*Your instructions*.
Which lines mention "fixtures"? Show each one from the listing.

-- Exercise data follows --

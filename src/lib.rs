pub mod amount;
pub mod complaint;
pub mod config;
pub mod csv;
pub mod ledger;
pub mod memory;
pub mod model;
pub mod ports;
pub mod token;
pub mod vendor;
pub mod wallet;

pub use amount::Amount;
pub use ledger::TransactionLedger;
pub use model::{PaymentMethod, Transaction, TxId, TxStatus, UserId};
pub use token::Token;
pub use vendor::{PurchaseOrder, VendError, Vendor};
pub use wallet::Wallet;
use criterion::{BenchmarkId, Criterion, black_box, criterion_group, criterion_main};
use vend_core::config::VendConfig;
use vend_core::token::{self, Token};
use vend_core::{Amount, PaymentMethod, PurchaseOrder, Vendor, Wallet};

/// Wallet operations per step (repeating):
/// 1. Credit 100
/// 2. Credit 50
/// 3. Debit 30
///
/// Debits never exceed the running balance.
fn run_wallet(wallet: &Wallet, ops: u32) {
    for step in 0..ops {
        let _ = match step % 3 {
            0 => black_box(wallet.credit(Amount::from_naira(100), "card")),
            1 => black_box(wallet.credit(Amount::from_naira(50), "ussd")),
            _ => black_box(wallet.debit(Amount::from_naira(30), "Electricity purchase")),
        };
    }
}

fn bench_token_generate(c: &mut Criterion) {
    c.bench_function("token_generate", |b| b.iter(|| black_box(Token::generate())));
}

fn bench_token_validate(c: &mut Criterion) {
    let tokens: Vec<String> = (0..1_000).map(|_| token::generate()).collect();

    c.bench_function("token_validate_1k", |b| {
        b.iter(|| {
            for t in &tokens {
                let _ = black_box(token::validate_checksum(t));
            }
        });
    });
}

fn bench_wallet(c: &mut Criterion) {
    let mut group = c.benchmark_group("wallet");

    for ops in [1_000u32, 10_000, 100_000] {
        group.bench_with_input(BenchmarkId::from_parameter(ops), &ops, |b, &ops| {
            b.iter(|| {
                let wallet = Wallet::new("bench");
                run_wallet(&wallet, ops);
                wallet
            });
        });
    }

    group.finish();
}

fn bench_purchases(c: &mut Criterion) {
    let mut group = c.benchmark_group("purchases");
    group.sample_size(10);

    let runtime = tokio::runtime::Runtime::new().expect("failed to start runtime");
    let mut config = VendConfig::default();
    config.payment.success_rate = 1.0;
    config.wallet.opening_balance = Amount::from_naira(1_000_000_000);

    for count in [100u32, 1_000] {
        group.bench_with_input(BenchmarkId::from_parameter(count), &count, |b, &count| {
            b.iter(|| {
                runtime.block_on(async {
                    let (vendor, store) = Vendor::in_memory(&config);
                    for i in 0..count {
                        let order = PurchaseOrder {
                            user_id: format!("user-{}", i % 10),
                            utility: "ekedc".to_string(),
                            meter_number: format!("450{i:08}"),
                            amount: Amount::from_naira(1_000),
                            payment_method: PaymentMethod::Wallet,
                            idempotency_key: None,
                        };
                        let _ = black_box(vendor.place(order).await);
                    }
                    store.len()
                })
            });
        });
    }

    group.finish();
}

criterion_group!(
    benches,
    bench_token_generate,
    bench_token_validate,
    bench_wallet,
    bench_purchases,
);
criterion_main!(benches);
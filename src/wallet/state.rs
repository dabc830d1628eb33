use chrono::{DateTime, Utc};
use rand::Rng;
use serde::Serialize;
use uuid::Uuid;

use crate::Amount;
use crate::model::TxStatus;

use super::WalletError;

/// Direction of a wallet movement.
#[derive(Debug, Clone, Copy, PartialEq, Eq, Serialize)]
#[serde(rename_all = "snake_case")]
pub enum Direction {
    Credit,
    Debit,
}

/// An append-only wallet log line.
#[derive(Debug, Clone, PartialEq, Eq, Serialize)]
pub struct WalletEntry {
    pub id: Uuid,
    pub direction: Direction,
    pub amount: Amount,
    /// Payment method for credits, purpose for debits.
    pub description: String,
    pub status: TxStatus,
    pub timestamp: DateTime<Utc>,
    pub reference: String,
    /// Reference of the entry this one compensates, for refunds.
    pub linked_reference: Option<String>,
}

impl WalletEntry {
    pub(super) fn new(direction: Direction, amount: Amount, description: String) -> Self {
        let timestamp = Utc::now();
        Self {
            id: Uuid::new_v4(),
            direction,
            amount,
            description,
            status: TxStatus::Success,
            timestamp,
            reference: entry_reference(timestamp),
            linked_reference: None,
        }
    }

    /// Signed effect on the balance.
    pub fn delta(&self) -> Amount {
        match self.direction {
            Direction::Credit => self.amount,
            Direction::Debit => Amount::ZERO - self.amount,
        }
    }
}

/// `TXN{unix-millis}{4 digits}`
fn entry_reference(at: DateTime<Utc>) -> String {
    let suffix: u16 = rand::thread_rng().gen_range(0..10_000);
    format!("TXN{}{suffix:04}", at.timestamp_millis())
}

/// Balance plus the log that produced it. Only mutated under the wallet lock.
#[derive(Debug, Default)]
pub struct WalletState {
    pub balance: Amount,
    pub entries: Vec<WalletEntry>,
}

impl WalletState {
    /// Apply and log `entry`. Nothing changes if the balance would overflow.
    pub fn push(&mut self, entry: WalletEntry) -> Result<(), WalletError> {
        self.balance = self
            .balance
            .checked_add(entry.delta())
            .ok_or(WalletError::BalanceOverflow {
                balance: self.balance,
                amount: entry.amount,
            })?;
        self.entries.push(entry);
        Ok(())
    }
}
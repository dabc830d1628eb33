use std::process::Command;

use vend_core::token;

const HEADER: &str = "user,utility,meter,amount,method,status,token,reference";

fn run(fixture: &str) -> (String, String, bool) {
    let path = format!("tests/fixtures/{fixture}");
    let output = Command::new(env!("CARGO_BIN_EXE_vend"))
        .arg(&path)
        .env("VEND_CONFIG", "tests/fixtures/vend.toml")
        .env("RUST_LOG", "warn")
        .env("NO_COLOR", "1")
        .output()
        .expect("failed to run binary");

    let stdout = String::from_utf8_lossy(&output.stdout).to_string();
    let stderr = String::from_utf8_lossy(&output.stderr).to_string();
    (stdout, stderr, output.status.success())
}

fn fields(line: &str) -> Vec<&str> {
    line.split(',').collect()
}

#[test]
fn valid_purchases() {
    let (stdout, stderr, success) = run("valid.csv");

    assert!(success);
    assert!(stderr.is_empty(), "unexpected stderr: {stderr}");

    let lines: Vec<&str> = stdout.lines().collect();
    assert_eq!(lines[0], HEADER);
    assert_eq!(lines.len(), 4);

    let rows: Vec<Vec<&str>> = lines[1..].iter().map(|l| fields(l)).collect();
    assert_eq!(
        rows[0][..6],
        ["user-1", "Eko Electric", "45012345678", "5000.00", "wallet", "success"]
    );
    assert_eq!(
        rows[1][..6],
        ["user-1", "Ikeja Electric", "0101", "1000.00", "card", "success"]
    );
    assert_eq!(
        rows[2][..6],
        ["user-2", "Eko Electric", "99", "2500.50", "ussd", "success"]
    );

    for row in &rows {
        assert!(token::validate_checksum(row[6]).is_ok(), "bad token {}", row[6]);
        assert!(row[7].starts_with("PV"));
    }
}

#[test]
fn errors_warn_but_do_not_block() {
    let (stdout, stderr, success) = run("with_errors.csv");

    assert!(success);
    assert!(stderr.contains("unrecognized payment method"));
    assert!(stderr.contains("unknown utility"));
    assert!(stderr.contains("below the minimum purchase"));
    assert!(stderr.contains("insufficient wallet balance"));
    assert!(stderr.contains("duplicate submission"));

    let lines: Vec<&str> = stdout.lines().collect();
    assert_eq!(lines[0], HEADER);
    assert_eq!(lines.len(), 2);
    assert_eq!(
        fields(lines[1])[..6],
        ["user-1", "Eko Electric", "1", "1000.00", "bank_transfer", "success"]
    );
}

#[test]
fn missing_argument_is_usage_error() {
    let output = Command::new(env!("CARGO_BIN_EXE_vend"))
        .output()
        .expect("failed to run binary");

    assert!(!output.status.success());
    assert!(String::from_utf8_lossy(&output.stderr).contains("usage"));
}

#[test]
fn dotenv_log_level_applies_to_subscriber() {
    let root = env!("CARGO_MANIFEST_DIR");
    let dir = tempfile::tempdir().unwrap();
    std::fs::write(
        dir.path().join(".env"),
        format!("RUST_LOG=info\nVEND_CONFIG={root}/tests/fixtures/vend.toml\n"),
    )
    .unwrap();

    let output = Command::new(env!("CARGO_BIN_EXE_vend"))
        .arg(format!("{root}/tests/fixtures/valid.csv"))
        .current_dir(dir.path())
        .env_remove("RUST_LOG")
        .env_remove("VEND_CONFIG")
        .env("NO_COLOR", "1")
        .output()
        .expect("failed to run binary");

    assert!(output.status.success());
    let stderr = String::from_utf8_lossy(&output.stderr);
    assert!(stderr.contains("purchase completed"), "stderr: {stderr}");
}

-- Exercise data concluded --

*Answer section*.
    let path = format!("tests/fixtures/{fixture}");
        .env("VEND_CONFIG", "tests/fixtures/vend.toml")
        format!("RUST_LOG=info\nVEND_CONFIG={root}/tests/fixtures/vend.toml\n"),
        .arg(format!("{root}/tests/fixtures/valid.csv"))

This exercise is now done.